Empirical Mining of Large Data Sets Helps to Solve Practical Large-Scale Forest Management and Monitoring Problems
We present a panoply of examples where empirical mining and statistical analysis of large data sets have already proven useful to help handle vexing problems within the realm of large-scale forest ecology. Some prejudices may exist against empirical approaches, in favor of more process-oriented analytical methods. Because a full understanding and appreciation of particular ecological phenomena are possible only after process-driven, hypothesis-directed research, some forest ecologists may feel that purely empirical data harvesting may represent a less-than-satisfactory approach. Restricting ourselves exclusively to process-driven approaches, however, may result in substantially slower progress, and we may not be able to afford the delays caused by such specific approaches.
Empirical methods allow trends, relationships and associations to emerge freely from the data themselves, unencumbered by preconceived theories, ideas and prejudices. Empirical methods can be extremely efficient at uncovering strong correlations with intermediate "linking" variables. Once identified, these correlative structures directly provide sufficient prognostic talent and predictive power to be harnessed by, e.g., Bayesian Belief Nets, which bias ecological management decisions made with incomplete information toward favorable outcomes. Empirical data-harvesting also generates a myriad of testable hypotheses regarding processes, some of which may even be correct.

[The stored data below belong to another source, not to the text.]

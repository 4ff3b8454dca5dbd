//! Wires one process's identity and configuration into a running set of
//! tasks: the arbiter plus the three scheduler loops (§4.7). `main.rs` is
//! the only other caller of this module; everything else in the crate is
//! reached through here.

use crate::adapters::{BusPosetEventSink, StaticCoinProvider, StaticCommitteeKeys};
use crate::arbiter::{self, ArbiterConfig};
use crate::config::Identity;
use crate::scheduler::{create_add, dispatch_syncs, listeners};
use crate::shutdown::ShutdownController;
use crate::tx_source::{InMemoryTransactionQueue, TransactionSender, TransactionSource};
use aleph_bus::InMemoryEventBus;
use aleph_consensus::{ConsensusService, ConsensusState};
use aleph_crypto::ThresholdCoin;
use aleph_poset::{PosetApi, PosetService, PosetState};
use std::sync::Arc;
use tokio::task::JoinHandle;

/// Capacity of the in-memory queue client transactions are submitted to
/// before `create_add` drains them into units. Out-of-process transaction
/// intake is not implemented (§9); this queue is the only producer side.
const TRANSACTION_QUEUE_CAPACITY: usize = 4_096;

/// Every running task a process's container spawns, plus the handles
/// needed to feed it transactions and shut it down.
pub struct Node {
    pub shutdown: ShutdownController,
    pub transactions: TransactionSender,
    tasks: Vec<JoinHandle<()>>,
}

impl Node {
    /// Builds every service and adapter from `identity`, spawns the
    /// arbiter and the three scheduler tasks, and returns the running
    /// node.
    pub fn spawn(identity: Identity) -> Self {
        let committee_size = identity.config.committee_size;
        let own_id = identity.config.own_id;

        let poset_state = Arc::new(PosetState::new(committee_size));
        let committee_keys = Arc::new(StaticCommitteeKeys(identity.committee_info.clone()));
        let bus = Arc::new(InMemoryEventBus::new());
        let event_sink = Arc::new(BusPosetEventSink::new(bus.clone()));
        let poset_service = Arc::new(PosetService::new(poset_state.clone(), committee_keys, event_sink));

        let coin = Arc::new(ThresholdCoin::new(
            own_id.0,
            identity.coin_key,
            identity.bls_public_keys,
            identity.config.threshold as usize,
        ));
        let coin_provider = Arc::new(StaticCoinProvider(coin.clone()));
        let consensus_state = Arc::new(ConsensusState::new());
        let consensus_service = Arc::new(ConsensusService::new(poset_state.clone(), consensus_state, coin_provider));

        let (shutdown, shutdown_handle) = ShutdownController::new();
        let arbiter_config = ArbiterConfig {
            queue_capacity: identity.config.scheduler.arbiter_queue_capacity,
            orphan_capacity: identity.config.scheduler.arbiter_queue_capacity,
            orphan_ttl: identity.config.scheduler.orphan_ttl(),
        };
        let (arbiter_handle, arbiter_task) = arbiter::spawn_arbiter(
            poset_service.clone(),
            consensus_service,
            bus,
            arbiter_config,
            shutdown_handle.clone(),
        );

        let (tx_queue, tx_sender) = InMemoryTransactionQueue::new(TRANSACTION_QUEUE_CAPACITY);
        let tx_source: Arc<dyn TransactionSource> = Arc::new(tx_queue);

        let signing_key = Arc::new(identity.signing_key);
        let create_add_task = tokio::spawn(create_add::run(
            poset_service.clone() as Arc<dyn PosetApi>,
            arbiter_handle.clone(),
            tx_source,
            signing_key,
            coin,
            own_id,
            identity.config.scheduler.clone(),
            shutdown_handle.clone(),
        ));

        let dispatch_task = tokio::spawn(dispatch_syncs::run(
            poset_state.clone(),
            arbiter_handle.clone(),
            own_id,
            committee_size,
            identity.config.scheduler.gossip_strategy,
            identity.config.network.clone(),
            identity.config.scheduler.clone(),
            shutdown_handle.clone(),
        ));

        let listener_task = tokio::spawn(listeners::run(
            poset_state,
            arbiter_handle,
            own_id,
            identity.config.network.listen_addr.clone(),
            identity.config.network.peer_addrs.clone(),
            identity.config.scheduler.clone(),
            shutdown_handle,
        ));

        Node {
            shutdown,
            transactions: tx_sender,
            tasks: vec![arbiter_task, create_add_task, dispatch_task, listener_task],
        }
    }

    /// Signals cooperative shutdown and waits for every task to finish.
    pub async fn shut_down(self) {
        self.shutdown.shut_down();
        for task in self.tasks {
            let _ = task.await;
        }
    }
}

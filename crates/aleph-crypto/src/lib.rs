//! Cryptographic primitives used by a committee process:
//!
//! | Module | Algorithm | Use case |
//! |--------|-----------|----------|
//! | `hashing` | SHA-256 | Unit content-addressing (wire form hash) |
//! | `signatures` | Ed25519 | Unit signing/verification |
//! | `bls` | BLS12-381 | Threshold coin shares |
//! | `threshold_coin` | BLS, dealer-gated | The common coin contract |

#![warn(missing_docs)]

pub mod bls;
pub mod errors;
pub mod hashing;
pub mod signatures;
pub mod threshold_coin;

pub use bls::{BlsKeyPair, BlsPublicKey, BlsSignature};
pub use errors::CryptoError;
pub use hashing::{sha256_hash, sha256_hash_many, UnitHasher};
pub use signatures::{Ed25519KeyPair, Ed25519PublicKey, Ed25519Signature};
pub use threshold_coin::{CoinShare, ThresholdCoin};

/// Crate version.
pub const VERSION: &str = env!("CARGO_PKG_VERSION");
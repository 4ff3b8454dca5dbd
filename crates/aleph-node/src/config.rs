//! Process configuration file format: wraps `aleph_types::NodeConfig` (the
//! committee/scheduler/network shape shared with the library crates) with
//! the key material needed to actually run as one of the committee's
//! processes, and loads the whole thing from a single TOML file.

use aleph_crypto::{BlsKeyPair, BlsPublicKey, Ed25519KeyPair, Ed25519PublicKey};
use aleph_types::{CommitteeInfo, ConfigError, NodeConfig};
use serde::Deserialize;
use std::path::Path;

/// This process's own key material, as stored on disk. Ed25519 seeds and
/// BLS secrets are both 32 raw bytes, hex-encoded.
#[derive(Debug, Clone, Deserialize)]
pub struct OwnKeys {
    pub ed25519_seed_hex: String,
    pub bls_secret_hex: String,
}

/// A committee member's public key material, as stored on disk.
#[derive(Debug, Clone, Deserialize)]
pub struct CommitteeMemberKeys {
    pub ed25519_public_hex: String,
    pub bls_public_hex: String,
}

/// The on-disk process configuration: the committee/scheduler/network
/// config plus every key needed to sign units, cast coin shares, and
/// verify everyone else's.
#[derive(Debug, Clone, Deserialize)]
pub struct ProcessConfigFile {
    #[serde(flatten)]
    pub node: NodeConfig,
    pub own_keys: OwnKeys,
    pub committee_keys: Vec<CommitteeMemberKeys>,
}

impl ProcessConfigFile {
    /// Reads and parses a process configuration file.
    pub fn load(path: impl AsRef<Path>) -> anyhow::Result<Self> {
        let text = std::fs::read_to_string(path.as_ref())
            .map_err(|e| anyhow::anyhow!("reading {}: {e}", path.as_ref().display()))?;
        let file: ProcessConfigFile = toml::from_str(&text)
            .map_err(|e| anyhow::anyhow!("parsing {}: {e}", path.as_ref().display()))?;
        Ok(file)
    }
}

/// Everything derived from a `ProcessConfigFile` once its hex-encoded keys
/// are decoded and validated: the typed config, this process's own signing
/// and coin keys, and the committee-wide public key tables the poset and
/// consensus services verify against.
pub struct Identity {
    pub config: NodeConfig,
    pub signing_key: Ed25519KeyPair,
    pub coin_key: BlsKeyPair,
    pub committee_info: CommitteeInfo,
    pub bls_public_keys: Vec<BlsPublicKey>,
}

impl ProcessConfigFile {
    /// Validates committee shape (§6 external interfaces) and decodes every
    /// key, producing a ready-to-run `Identity`.
    pub fn into_identity(self) -> Result<Identity, ConfigError> {
        let size = self.node.committee_size.0;
        let threshold = self.node.threshold;
        if threshold > size {
            return Err(ConfigError::ThresholdExceedsCommittee { size, threshold });
        }
        if size == 0 {
            return Err(ConfigError::DegenerateCommittee { size });
        }
        if self.node.own_id.0 >= size {
            return Err(ConfigError::OwnIdOutOfRange { own_id: self.node.own_id.0, size });
        }
        if self.committee_keys.len() != size as usize {
            return Err(ConfigError::MissingPublicKey(self.committee_keys.len() as u16));
        }

        let seed = decode_hex_32(&self.own_keys.ed25519_seed_hex)
            .map_err(|_| ConfigError::MissingPublicKey(self.node.own_id.0))?;
        let signing_key = Ed25519KeyPair::from_seed(seed);

        let bls_secret = decode_hex_32(&self.own_keys.bls_secret_hex)
            .map_err(|_| ConfigError::MissingPublicKey(self.node.own_id.0))?;
        let coin_key = BlsKeyPair::from_secret_bytes(&bls_secret)
            .map_err(|_| ConfigError::MissingPublicKey(self.node.own_id.0))?;

        let mut ed25519_public_keys = Vec::with_capacity(self.committee_keys.len());
        let mut bls_public_keys = Vec::with_capacity(self.committee_keys.len());
        for (idx, member) in self.committee_keys.iter().enumerate() {
            let ed_bytes = decode_hex_32(&member.ed25519_public_hex)
                .map_err(|_| ConfigError::MissingPublicKey(idx as u16))?;
            Ed25519PublicKey::from_bytes(ed_bytes)
                .map_err(|_| ConfigError::MissingPublicKey(idx as u16))?;
            ed25519_public_keys.push(ed_bytes);

            let bls_bytes = decode_hex_48(&member.bls_public_hex)
                .map_err(|_| ConfigError::MissingPublicKey(idx as u16))?;
            let bls_pk = BlsPublicKey::from_bytes(&bls_bytes)
                .map_err(|_| ConfigError::MissingPublicKey(idx as u16))?;
            bls_public_keys.push(bls_pk);
        }

        let committee_info = self.node.committee_info(ed25519_public_keys);

        Ok(Identity {
            config: self.node,
            signing_key,
            coin_key,
            committee_info,
            bls_public_keys,
        })
    }
}

fn decode_hex_32(s: &str) -> Result<[u8; 32], ()> {
    let bytes = hex::decode(s.trim()).map_err(|_| ())?;
    bytes.try_into().map_err(|_| ())
}

fn decode_hex_48(s: &str) -> Result<[u8; 48], ()> {
    let bytes = hex::decode(s.trim()).map_err(|_| ())?;
    bytes.try_into().map_err(|_| ())
}

#[cfg(test)]
mod tests {
    use super::*;

    fn sample_toml(own_id: u16, size: u16, threshold: u16) -> String {
        let own_seed = Ed25519KeyPair::generate();
        let own_bls = BlsKeyPair::generate();
        let mut keys_table = String::new();
        for _ in 0..size {
            let ed = Ed25519KeyPair::generate();
            let bls = BlsKeyPair::generate();
            keys_table.push_str(&format!(
                "[[committee_keys]]\ned25519_public_hex = \"{}\"\nbls_public_hex = \"{}\"\n",
                hex::encode(ed.public_key().as_bytes()),
                hex::encode(bls.public_key().to_bytes()),
            ));
        }
        format!(
            "own_id = {own_id}\ncommittee_size = {size}\nthreshold = {threshold}\n\n\
             [own_keys]\ned25519_seed_hex = \"{}\"\nbls_secret_hex = \"{}\"\n\n{keys_table}",
            hex::encode(own_seed.to_seed()),
            hex::encode(own_bls.secret_bytes()),
        )
    }

    #[test]
    fn well_formed_config_loads_into_an_identity() {
        let toml = sample_toml(0, 4, 3);
        let file: ProcessConfigFile = toml::from_str(&toml).unwrap();
        let identity = file.into_identity().unwrap();
        assert_eq!(identity.committee_info.size.0, 4);
        assert_eq!(identity.bls_public_keys.len(), 4);
    }

    #[test]
    fn own_id_out_of_range_is_rejected() {
        let toml = sample_toml(9, 4, 3);
        let file: ProcessConfigFile = toml::from_str(&toml).unwrap();
        let err = file.into_identity().unwrap_err();
        assert!(matches!(err, ConfigError::OwnIdOutOfRange { .. }));
    }

    #[test]
    fn threshold_above_committee_size_is_rejected() {
        let toml = sample_toml(0, 4, 5);
        let file: ProcessConfigFile = toml::from_str(&toml).unwrap();
        let err = file.into_identity().unwrap_err();
        assert!(matches!(err, ConfigError::ThresholdExceedsCommittee { .. }));
    }
}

Quantitative statistical regionalizations using Multivariate Geographic Clustering have lended insights into carbon eddy-flux direction and magnitude, wildfire biophysical conditions, phenological ecoregions useful for vegetation type and monitoring, potential areas susceptible to sudden oak death, an invasive oak pathogen, global aquatic ecoregions and susceptibility to aquatic invasives, and forest vertical structure ecoregions, using extensive LiDAR data sets. Multivariate Spatio-Temporal Clustering, which quantitatively places alternative future conditions on a common footing with present conditions, allows prediction of present and future shifts in tree species ranges, given alternative climatic change forecasts.
Unsupervised statistical multivariate clustering of smoothed phenology data every 8 days over a 14-year period produces a detailed set of annual maps of national vegetation types, including major disturbances. Examining the constancy of these phenological classifications at a particular location from year to year produces a national map showing the persistence of vegetation, regardless of vegetation type. Using temporal unmixing methods, national maps of evergreen and deciduous vegetation can be produced. A by-cell regression trend line can be used to analyze decadal trends in forest health nationally. Forest Decline maps are a composite of insect, disease, and anthropogenic factors causing chronic decreases in the satellite greenness of these forests, including hemlock wooly adelgid, aspen decline, mountain pine beetle, wildfire, tree harvest, and urbanization. Because the trend in phenological changes monitors vegetation responses, all disturbance and recovery events are detected and mapped through the behavior of the vegetation itself. As ecological changes occur with increasing rapidity, these empirical data-mining approaches may be the quickest means to find the most-actionable ecological policies and directions.